The Monroe County Courthouse in Albia, Iowa, United States, was built in 1903. It was listed on the National Register of Historic Places in 1981 as a part of the County Courthouses in Iowa Thematic Resource. In 1985 it was listed as a contributing property in the Albia Square and Central Commercial Historic District. The courthouse is the third building the county has used for court functions and county administration.

==History==
Monroe County was originally called Kishkekosh County, and its first courthouse was a log structure built in 1846. It featured a half-story sized room above the courtroom for jury deliberations. It was torn down in 1860 and replaced by a Tudor Revival-style building in the town park. The new building was ordered by Judge James Hilt, who ran the county from 1851 to 1861. There was considerable opposition to the new courthouse, and a local newspaper said that Judge Hilton chose the worse of the two proposed designs for the building. The cornerstone for the present courthouse was laid on August 29, 1902. It was designed by Des Moines architect O.O. Smith, and constructed by James Rowson & Sons for around $100,000.

==Architecture==
The exterior of the three-story structure is composed of buff-colored sandstone.
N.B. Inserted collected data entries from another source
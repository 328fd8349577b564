//! Builtin frame processors selectable from a pipeline config.

use std::sync::Arc;

use anyhow::{ensure, Result};
use ndarray::{ArrayD, Axis};
use slab_core::{FrameContext, FrameOutput, FrameProcessor};

use crate::config::ProcessorConfig;

/// Build the processor for a stage writing `outputs` datasets.
pub fn build_processor(config: &ProcessorConfig, outputs: usize) -> Arc<dyn FrameProcessor> {
    let outputs = outputs.max(1);
    match config {
        ProcessorConfig::Passthrough => Arc::new(Passthrough { outputs }),
        ProcessorConfig::Scale { factor } => Arc::new(Scale {
            factor: *factor,
            outputs,
        }),
        ProcessorConfig::BoxMean { radius } => Arc::new(BoxMean {
            radius: *radius,
            outputs,
        }),
    }
}

/// Same block once per output.
fn fan_out(block: ArrayD<f32>, outputs: usize) -> FrameOutput {
    if outputs == 1 {
        FrameOutput::Single(block)
    } else {
        FrameOutput::Many(vec![block; outputs])
    }
}

fn first_input(name: &str, inputs: Vec<ArrayD<f32>>) -> Result<ArrayD<f32>> {
    inputs
        .into_iter()
        .next()
        .ok_or_else(|| anyhow::anyhow!("{} received no input blocks", name))
}

/// Copies the first input.
pub struct Passthrough {
    outputs: usize,
}

impl FrameProcessor for Passthrough {
    fn name(&self) -> &str {
        "passthrough"
    }

    fn process_frames(&self, _ctx: &FrameContext<'_>, inputs: Vec<ArrayD<f32>>) -> Result<FrameOutput> {
        Ok(fan_out(first_input(self.name(), inputs)?, self.outputs))
    }
}

/// Multiplies the first input by a constant.
pub struct Scale {
    factor: f32,
    outputs: usize,
}

impl FrameProcessor for Scale {
    fn name(&self) -> &str {
        "scale"
    }

    fn process_frames(&self, _ctx: &FrameContext<'_>, inputs: Vec<ArrayD<f32>>) -> Result<FrameOutput> {
        let block = first_input(self.name(), inputs)?;
        Ok(fan_out(block.mapv(|v| v * self.factor), self.outputs))
    }
}

/// Separable moving average over every axis of a frame.
///
/// Inputs arrive with a halo of `radius` on each core dimension, so the
/// interior that survives unpadding averages full windows. Windows at the
/// block boundary shrink to the available elements.
pub struct BoxMean {
    radius: usize,
    outputs: usize,
}

impl BoxMean {
    fn smooth(&self, block: &ArrayD<f32>) -> ArrayD<f32> {
        let mut current = block.clone();
        for axis in 0..block.ndim() {
            let mut next = current.clone();
            for (src, mut dst) in current
                .lanes(Axis(axis))
                .into_iter()
                .zip(next.lanes_mut(Axis(axis)))
            {
                let len = src.len();
                for i in 0..len {
                    let lo = i.saturating_sub(self.radius);
                    let hi = (i + self.radius).min(len - 1);
                    let sum: f32 = (lo..=hi).map(|j| src[j]).sum();
                    dst[i] = sum / (hi - lo + 1) as f32;
                }
            }
            current = next;
        }
        current
    }
}

impl FrameProcessor for BoxMean {
    fn name(&self) -> &str {
        "box-mean"
    }

    fn process_frames(&self, ctx: &FrameContext<'_>, inputs: Vec<ArrayD<f32>>) -> Result<FrameOutput> {
        let block = first_input(self.name(), inputs)?;
        ensure!(
            block.shape().iter().all(|&len| len > 2 * self.radius),
            "stage '{}': frame {:?} is too small for a box of radius {}",
            ctx.stage,
            block.shape(),
            self.radius
        );
        Ok(fan_out(self.smooth(&block), self.outputs))
    }
}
Its architectural style is primarily derived from the Neoclassical, but the heavy rock-faced exterior is from the Richardsonian Romanesque style. All four elevations feature slightly projecting center pavilions that rise to a pediment above the roofline. On the north and south elevations, the pavilions are flanked by square towers that terminate with a decorative cap. A projecting cornice runs below the roofline. Above the main entrance is a large round-arch window flanked by Ionic columns. A square stone tower with clock and four small parapets rises from the center of the building. Its original spire has been removed. The significance of the courthouse is derived from its association with county government, and the political power and prestige of Albia as the county seat.